WHAT TO DO: For the entries below, say how many lines hold the word "currency", with the number as the only reply.

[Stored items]
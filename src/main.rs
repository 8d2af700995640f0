use std::process::ExitCode;

use color_eyre::Result;
use pca_region::cli::{parse_args, run_cli_command, CliCommand};
use pca_region::startup::{init_logging, PcaConfig};

fn main() -> Result<ExitCode> {
    let command = parse_args(std::env::args());

    color_eyre::install()?;
    init_logging();

    let config = match PcaConfig::from_env() {
        Ok(config) => config,
        Err(e) if matches!(command, CliCommand::Version | CliCommand::Help) => {
            tracing::warn!("Ignoring configuration error: {}", e);
            PcaConfig::default()
        }
        Err(e) => {
            eprintln!("{}", e.user_message());
            return Ok(ExitCode::FAILURE);
        }
    };

    let runtime = tokio::runtime::Runtime::new()?;
    runtime.block_on(run_cli_command(command, &config))
}
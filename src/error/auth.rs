//! Authentication-related error types.

use std::fmt;

/// Failures of the WCA code exchange and of the stored credential.
#[derive(Debug, Clone, PartialEq)]
pub enum AuthError {
    /// The token endpoint rejected the authorization code, or the exchange
    /// could not be completed.
    AuthFailed { message: String },

    /// The authorization code was already posted once in this process.
    CodeAlreadyUsed,

    /// The API rejected the stored credential.
    Unauthorized { status: u16 },

    /// No credential is stored.
    NotAuthenticated,
}

impl AuthError {
    /// Whether the stored credential must be dropped before continuing.
    pub fn clears_credential(&self) -> bool {
        matches!(self, AuthError::Unauthorized { .. })
    }

    /// Get a user-friendly error message.
    pub fn user_message(&self) -> String {
        match self {
            AuthError::AuthFailed { .. } => {
                "Signing in with the WCA failed. The login link may have expired; please try again."
                    .to_string()
            }
            AuthError::CodeAlreadyUsed => {
                "This login link was already used. Please sign in with the WCA again.".to_string()
            }
            AuthError::Unauthorized { .. } => {
                "Your session has expired. Please sign in again.".to_string()
            }
            AuthError::NotAuthenticated => {
                "You are not signed in. Run `pca login` to continue.".to_string()
            }
        }
    }

    /// Get a short error code for logging.
    pub fn error_code(&self) -> &'static str {
        match self {
            AuthError::AuthFailed { .. } => "E_AUTH_FAILED",
            AuthError::CodeAlreadyUsed => "E_AUTH_CODE_USED",
            AuthError::Unauthorized { .. } => "E_AUTH_UNAUTHORIZED",
            AuthError::NotAuthenticated => "E_AUTH_NOT_AUTH",
        }
    }
}

impl fmt::Display for AuthError {
    fn fmt(&self, f: &mut fmt::Formatter<'_>) -> fmt::Result {
        match self {
            AuthError::AuthFailed { message } => write!(f, "WCA code exchange failed: {}", message),
            AuthError::CodeAlreadyUsed => write!(f, "Authorization code was already exchanged"),
            AuthError::Unauthorized { status } => {
                write!(f, "Stored credential rejected (HTTP {})", status)
            }
            AuthError::NotAuthenticated => write!(f, "No credential stored"),
        }
    }
}

impl std::error::Error for AuthError {}
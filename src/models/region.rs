use serde::de::Error as _;
use serde::{Deserialize, Deserializer, Serialize};
use std::fmt;

use super::{deserialize_id, deserialize_optional_id};

/// Region preselected in the submission form.
pub const DEFAULT_REGION: &str = "NCR";

/// Id of the country-wide option offered by ranking navigation.
pub const NATIONAL_REGION_ID: &str = "PH";

/// Display name of the country-wide option.
pub const NATIONAL_REGION_NAME: &str = "Philippines";

/// Identifier of a region, e.g. `NCR`.
///
/// Numeric ids from the API are kept in their decimal form. Decoding trims
/// the id the same way [`RegionId::parse`] does.
#[derive(Debug, Clone, PartialEq, Eq, Hash, Serialize)]
#[serde(transparent)]
pub struct RegionId(String);

impl RegionId {
    /// Wrap an id, rejecting blank values.
    pub fn parse(id: impl Into<String>) -> Option<Self> {
        let id = id.into();
        let trimmed = id.trim();
        if trimmed.is_empty() {
            None
        } else {
            Some(Self(trimmed.to_string()))
        }
    }

    pub fn as_str(&self) -> &str {
        &self.0
    }
}

impl<'de> Deserialize<'de> for RegionId {
    fn deserialize<D>(deserializer: D) -> Result<Self, D::Error>
    where
        D: Deserializer<'de>,
    {
        let raw = deserialize_id(deserializer)?;
        RegionId::parse(raw).ok_or_else(|| D::Error::custom("region id is blank"))
    }
}

/// An optional region where `null`, absence and a blank id all mean unset.
pub(crate) fn deserialize_optional_region<'de, D>(
    deserializer: D,
) -> Result<Option<RegionId>, D::Error>
where
    D: Deserializer<'de>,
{
    Ok(deserialize_optional_id(deserializer)?.and_then(RegionId::parse))
}

impl Default for RegionId {
    fn default() -> Self {
        Self(DEFAULT_REGION.to_string())
    }
}

impl fmt::Display for RegionId {
    fn fmt(&self, f: &mut fmt::Formatter<'_>) -> fmt::Result {
        f.write_str(&self.0)
    }
}

/// A selectable region (`GET /regions`).
#[derive(Debug, Clone, PartialEq, Eq, Serialize, Deserialize)]
pub struct Region {
    pub id: RegionId,
    pub name: String,
}

impl Region {
    /// The country-wide pseudo region.
    pub fn national() -> Self {
        Self {
            id: RegionId(NATIONAL_REGION_ID.to_string()),
            name: NATIONAL_REGION_NAME.to_string(),
        }
    }
}

#[cfg(test)]
mod tests {
    use super::*;

    #[test]
    fn test_decoded_region_id_is_trimmed() {
        let region: Region =
            serde_json::from_str(r#"{"id": " NCR ", "name": "National Capital Region"}"#).unwrap();
        assert_eq!(region.id, RegionId::parse("NCR").unwrap());
    }

    #[test]
    fn test_blank_region_id_is_rejected() {
        assert!(serde_json::from_str::<RegionId>(r#""  ""#).is_err());
    }

    #[test]
    fn test_region_id_accepts_string_and_number() {
        let regions: Vec<Region> = serde_json::from_str(
            r#"[{"id": "NCR", "name": "National Capital Region"}, {"id": 7, "name": "Central Visayas"}]"#,
        )
        .unwrap();
        assert_eq!(regions[0].id.as_str(), "NCR");
        assert_eq!(regions[1].id.as_str(), "7");
    }

    #[test]
    fn test_region_id_serializes_as_plain_string() {
        let id = RegionId::parse("NCR").unwrap();
        assert_eq!(serde_json::to_value(&id).unwrap(), serde_json::json!("NCR"));
    }

    #[test]
    fn test_default_region_is_ncr() {
        assert_eq!(RegionId::default().as_str(), "NCR");
    }

    #[test]
    fn test_parse_rejects_blank() {
        assert!(RegionId::parse("  ").is_none());
        assert_eq!(RegionId::parse(" CAR ").unwrap().as_str(), "CAR");
    }
}
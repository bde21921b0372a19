use log::debug;
use sqlx::SqliteConnection;
use troca_common::Centavos;

use crate::db_types::Offer;

/// Inserts a PENDING offer. Validation (participation, ownership, single pending offer) happens in the caller's
/// transaction before this runs; the partial unique index on `(chat_id) WHERE status = 'PENDING'` is the
/// backstop against races.
pub async fn insert_offer(
    chat_id: i64,
    product_id: i64,
    sender_id: i64,
    recipient_id: i64,
    amount: Centavos,
    conn: &mut SqliteConnection,
) -> Result<Offer, sqlx::Error> {
    let offer: Offer = sqlx::query_as(
        r#"
            INSERT INTO offers (chat_id, product_id, sender_id, recipient_id, amount, status)
            VALUES ($1, $2, $3, $4, $5, 'PENDING')
            RETURNING *;
        "#,
    )
    .bind(chat_id)
    .bind(product_id)
    .bind(sender_id)
    .bind(recipient_id)
    .bind(amount)
    .fetch_one(conn)
    .await?;
    debug!("📝️ Offer #{} of {} inserted in chat #{chat_id}", offer.id, offer.amount);
    Ok(offer)
}

pub async fn fetch_offer(offer_id: i64, conn: &mut SqliteConnection) -> Result<Option<Offer>, sqlx::Error> {
    let offer = sqlx::query_as("SELECT * FROM offers WHERE id = $1").bind(offer_id).fetch_optional(conn).await?;
    Ok(offer)
}

/// Returns the chat's PENDING offer, if any. The schema allows at most one.
pub async fn pending_offer_for_chat(chat_id: i64, conn: &mut SqliteConnection) -> Result<Option<Offer>, sqlx::Error> {
    let offer = sqlx::query_as("SELECT * FROM offers WHERE chat_id = $1 AND status = 'PENDING'")
        .bind(chat_id)
        .fetch_optional(conn)
        .await?;
    Ok(offer)
}

/// Moves a PENDING offer addressed to `recipient_id` to ACCEPTED. The status guard in the WHERE clause means
/// at most one of two racing calls can get a row back.
pub async fn accept_pending(
    offer_id: i64,
    recipient_id: i64,
    conn: &mut SqliteConnection,
) -> Result<Option<Offer>, sqlx::Error> {
    let offer = sqlx::query_as(
        r#"
            UPDATE offers SET status = 'ACCEPTED', updated_at = CURRENT_TIMESTAMP
            WHERE id = $1 AND recipient_id = $2 AND status = 'PENDING'
            RETURNING *;
        "#,
    )
    .bind(offer_id)
    .bind(recipient_id)
    .fetch_optional(conn)
    .await?;
    Ok(offer)
}

/// Moves a PENDING offer addressed to `recipient_id` to DECLINED. Same guard semantics as
/// [`accept_pending`].
pub async fn decline_pending(
    offer_id: i64,
    recipient_id: i64,
    conn: &mut SqliteConnection,
) -> Result<Option<Offer>, sqlx::Error> {
    let offer = sqlx::query_as(
        r#"
            UPDATE offers SET status = 'DECLINED', updated_at = CURRENT_TIMESTAMP
            WHERE id = $1 AND recipient_id = $2 AND status = 'PENDING'
            RETURNING *;
        "#,
    )
    .bind(offer_id)
    .bind(recipient_id)
    .fetch_optional(conn)
    .await?;
    Ok(offer)
}

/// Fetches an ACCEPTED offer made by `sender_id`. Only the buyer may set up payment for an offer, and only
/// after it was accepted.
pub async fn fetch_accepted_for_sender(
    offer_id: i64,
    sender_id: i64,
    conn: &mut SqliteConnection,
) -> Result<Option<Offer>, sqlx::Error> {
    let offer = sqlx::query_as("SELECT * FROM offers WHERE id = $1 AND sender_id = $2 AND status = 'ACCEPTED'")
        .bind(offer_id)
        .bind(sender_id)
        .fetch_optional(conn)
        .await?;
    Ok(offer)
}

/// Records the payment intent id against an ACCEPTED offer.
pub async fn attach_payment_intent(
    offer_id: i64,
    intent_id: &str,
    conn: &mut SqliteConnection,
) -> Result<Option<Offer>, sqlx::Error> {
    let offer = sqlx::query_as(
        r#"
            UPDATE offers SET payment_intent_id = $2, updated_at = CURRENT_TIMESTAMP
            WHERE id = $1 AND status = 'ACCEPTED'
            RETURNING *;
        "#,
    )
    .bind(offer_id)
    .bind(intent_id)
    .fetch_optional(conn)
    .await?;
    Ok(offer)
}

/// Fetches an ACCEPTED offer that has a payment intent attached, i.e. one that is confirmable.
pub async fn fetch_accepted_with_intent(
    offer_id: i64,
    conn: &mut SqliteConnection,
) -> Result<Option<Offer>, sqlx::Error> {
    let offer =
        sqlx::query_as("SELECT * FROM offers WHERE id = $1 AND status = 'ACCEPTED' AND payment_intent_id IS NOT NULL")
            .bind(offer_id)
            .fetch_optional(conn)
            .await?;
    Ok(offer)
}

/// Moves an ACCEPTED offer with an attached intent to PAID. A duplicate call finds no row and returns `None`,
/// which is how webhook redelivery stays harmless.
pub async fn mark_paid(offer_id: i64, conn: &mut SqliteConnection) -> Result<Option<Offer>, sqlx::Error> {
    let offer = sqlx::query_as(
        r#"
            UPDATE offers SET status = 'PAID', updated_at = CURRENT_TIMESTAMP
            WHERE id = $1 AND status = 'ACCEPTED' AND payment_intent_id IS NOT NULL
            RETURNING *;
        "#,
    )
    .bind(offer_id)
    .fetch_optional(conn)
    .await?;
    Ok(offer)
}

/// Returns every offer the user sent or received, newest first.
pub async fn fetch_offers_for_user(user_id: i64, conn: &mut SqliteConnection) -> Result<Vec<Offer>, sqlx::Error> {
    let offers = sqlx::query_as(
        "SELECT * FROM offers WHERE sender_id = $1 OR recipient_id = $1 ORDER BY created_at DESC, id DESC",
    )
    .bind(user_id)
    .fetch_all(conn)
    .await?;
    Ok(offers)
}

/// Returns the offer history of a chat, newest first.
pub async fn fetch_offers_for_chat(chat_id: i64, conn: &mut SqliteConnection) -> Result<Vec<Offer>, sqlx::Error> {
    let offers = sqlx::query_as("SELECT * FROM offers WHERE chat_id = $1 ORDER BY created_at DESC, id DESC")
        .bind(chat_id)
        .fetch_all(conn)
        .await?;
    Ok(offers)
}
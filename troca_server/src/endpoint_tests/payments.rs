use actix_web::{
    body::MessageBody,
    http::{header::ContentType, StatusCode},
    test,
    test::TestRequest,
    web,
    web::ServiceConfig,
    App,
};
use chrono::{TimeZone, Utc};
use serde_json::json;
use stripe_tools::{sign_payload, StripeApi, StripeConfig};
use troca_common::{Centavos, Secret};
use troca_engine::{
    db_types::{Offer, OfferStatus},
    events::EventProducers,
    traits::NegotiationError,
    NegotiationApi,
    UserApi,
};

use super::{
    helpers::{post_request, valid_token},
    mocks::{MockNegotiationManager, MockUserManager},
};
use crate::{
    middleware::{WebhookSignatureMiddlewareFactory, STRIPE_SIGNATURE_HEADER},
    stripe_routes::{ConfirmPaymentRoute, PayOfferRoute, StripeWebhookRoute},
};

const WEBHOOK_SECRET: &str = "whsec_endpoint_test_secret";

#[actix_web::test]
async fn paying_requires_an_accepted_offer() {
    let _ = env_logger::try_init().ok();
    let token = valid_token();
    let (status, body) = post_request(&token, "/offers/8/pay", json!({}), configure).await.expect("Request failed");
    assert_eq!(status, StatusCode::NOT_FOUND);
    assert_eq!(body, r#"{"error":"The data was not found. Offer not found"}"#);
}

#[actix_web::test]
async fn confirming_an_unknown_offer_fails() {
    let _ = env_logger::try_init().ok();
    let token = valid_token();
    let (status, body) =
        post_request(&token, "/offers/8/confirm-payment", json!({}), configure).await.expect("Request failed");
    assert_eq!(status, StatusCode::NOT_FOUND);
    assert_eq!(body, r#"{"error":"The data was not found. Offer not found"}"#);
}

#[actix_web::test]
async fn a_settlement_event_completes_the_offer() {
    let _ = env_logger::try_init().ok();
    let event = settlement_event(5);
    let header = signed_header(&event);
    let (status, body) = webhook_request(event, Some(header)).await.expect("Request failed");
    assert_eq!(status, StatusCode::OK);
    assert_eq!(body, r#"{"success":true,"message":"Payment recorded."}"#);
}

#[actix_web::test]
async fn duplicate_deliveries_are_acknowledged() {
    let _ = env_logger::try_init().ok();
    let event = settlement_event(77);
    let header = signed_header(&event);
    let (status, body) = webhook_request(event, Some(header)).await.expect("Request failed");
    assert_eq!(status, StatusCode::OK);
    assert_eq!(body, r#"{"success":true,"message":"Offer already settled."}"#);
}

#[actix_web::test]
async fn other_event_types_are_ignored() {
    let _ = env_logger::try_init().ok();
    let event = json!({
        "id": "evt_2",
        "type": "payment_intent.created",
        "data": { "object": { "id": "pi_1" } }
    })
    .to_string();
    let header = signed_header(&event);
    let (status, body) = webhook_request(event, Some(header)).await.expect("Request failed");
    assert_eq!(status, StatusCode::OK);
    assert_eq!(body, r#"{"success":true,"message":"Ignoring event type payment_intent.created"}"#);
}

#[actix_web::test]
async fn malformed_intents_are_reported() {
    let _ = env_logger::try_init().ok();
    let event = json!({
        "id": "evt_3",
        "type": "payment_intent.succeeded",
        "data": { "object": { "id": "pi_9" } }
    })
    .to_string();
    let header = signed_header(&event);
    let (status, body) = webhook_request(event, Some(header)).await.expect("Request failed");
    assert_eq!(status, StatusCode::OK);
    assert_eq!(body, r#"{"success":false,"message":"Malformed payment intent."}"#);
}

#[actix_web::test]
async fn events_without_an_offer_id_are_reported() {
    let _ = env_logger::try_init().ok();
    let event = json!({
        "id": "evt_4",
        "type": "payment_intent.succeeded",
        "data": { "object": { "id": "pi_2", "amount": 8000, "currency": "brl", "status": "succeeded" } }
    })
    .to_string();
    let header = signed_header(&event);
    let (status, body) = webhook_request(event, Some(header)).await.expect("Request failed");
    assert_eq!(status, StatusCode::OK);
    assert_eq!(body, r#"{"success":false,"message":"No offer id in payment intent metadata."}"#);
}

#[actix_web::test]
async fn unsigned_deliveries_are_rejected() {
    let _ = env_logger::try_init().ok();
    let err = webhook_request(settlement_event(5), None).await.expect_err("Expected error");
    assert_eq!(err, "No webhook signature found.");
}

#[actix_web::test]
async fn bad_signatures_are_rejected() {
    let _ = env_logger::try_init().ok();
    let header = format!("t={},v1=deadbeef", Utc::now().timestamp());
    let err = webhook_request(settlement_event(5), Some(header)).await.expect_err("Expected error");
    assert_eq!(err, "Invalid webhook signature.");
}

fn configure(cfg: &mut ServiceConfig) {
    let mut db = MockNegotiationManager::new();
    db.expect_offer_for_payment().returning(|_offer_id, _sender_id| Err(NegotiationError::OfferNotFound));
    db.expect_offer_awaiting_confirmation().returning(|_offer_id| Err(NegotiationError::OfferNotFound));
    db.expect_complete_payment().returning(|offer_id| match offer_id {
        5 => Ok(paid_offer()),
        _ => Err(NegotiationError::OfferNotFound),
    });
    let negotiation = NegotiationApi::new(db, EventProducers::default());
    let users = UserApi::new(MockUserManager::new());
    let stripe = StripeApi::new(StripeConfig::default()).expect("Stripe client did not build");
    let webhook_scope = web::scope("/stripe")
        .wrap(WebhookSignatureMiddlewareFactory::new(Secret::new(WEBHOOK_SECRET.to_string())))
        .service(StripeWebhookRoute::<MockNegotiationManager>::new());
    cfg.service(PayOfferRoute::<MockNegotiationManager, MockUserManager>::new())
        .service(ConfirmPaymentRoute::<MockNegotiationManager>::new())
        .service(webhook_scope)
        .app_data(web::Data::new(negotiation))
        .app_data(web::Data::new(users))
        .app_data(web::Data::new(stripe));
}

async fn webhook_request(body: String, signature: Option<String>) -> Result<(StatusCode, String), String> {
    let mut req = TestRequest::post().uri("/stripe/webhooks").insert_header(ContentType::json()).set_payload(body);
    if let Some(sig) = signature {
        req = req.insert_header((STRIPE_SIGNATURE_HEADER, sig));
    }
    let req = req.to_request();
    let app = App::new().configure(configure);
    let service = test::init_service(app).await;
    let (_, res) = test::try_call_service(&service, req).await.map_err(|e| e.to_string())?.into_parts();
    let status = res.status();
    let body = String::from_utf8_lossy(&res.into_body().try_into_bytes().unwrap()).into_owned();
    Ok((status, body))
}

fn settlement_event(offer_id: i64) -> String {
    json!({
        "id": "evt_1",
        "type": "payment_intent.succeeded",
        "data": { "object": {
            "id": "pi_1",
            "amount": 8000,
            "currency": "brl",
            "status": "succeeded",
            "metadata": { "offer_id": offer_id.to_string() }
        }}
    })
    .to_string()
}

fn signed_header(body: &str) -> String {
    let ts = Utc::now().timestamp();
    let sig = sign_payload(WEBHOOK_SECRET, ts, body.as_bytes()).expect("Signing cannot fail");
    format!("t={ts},v1={sig}")
}

fn paid_offer() -> Offer {
    Offer {
        id: 5,
        chat_id: 10,
        product_id: 3,
        sender_id: 42,
        recipient_id: 7,
        amount: Centavos::from(8000),
        status: OfferStatus::Paid,
        payment_intent_id: Some("pi_1".to_string()),
        created_at: Utc.with_ymd_and_hms(2024, 3, 1, 10, 10, 0).unwrap(),
        updated_at: Utc.with_ymd_and_hms(2024, 3, 1, 11, 0, 0).unwrap(),
    }
}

COMPLETED EXERCISE: 2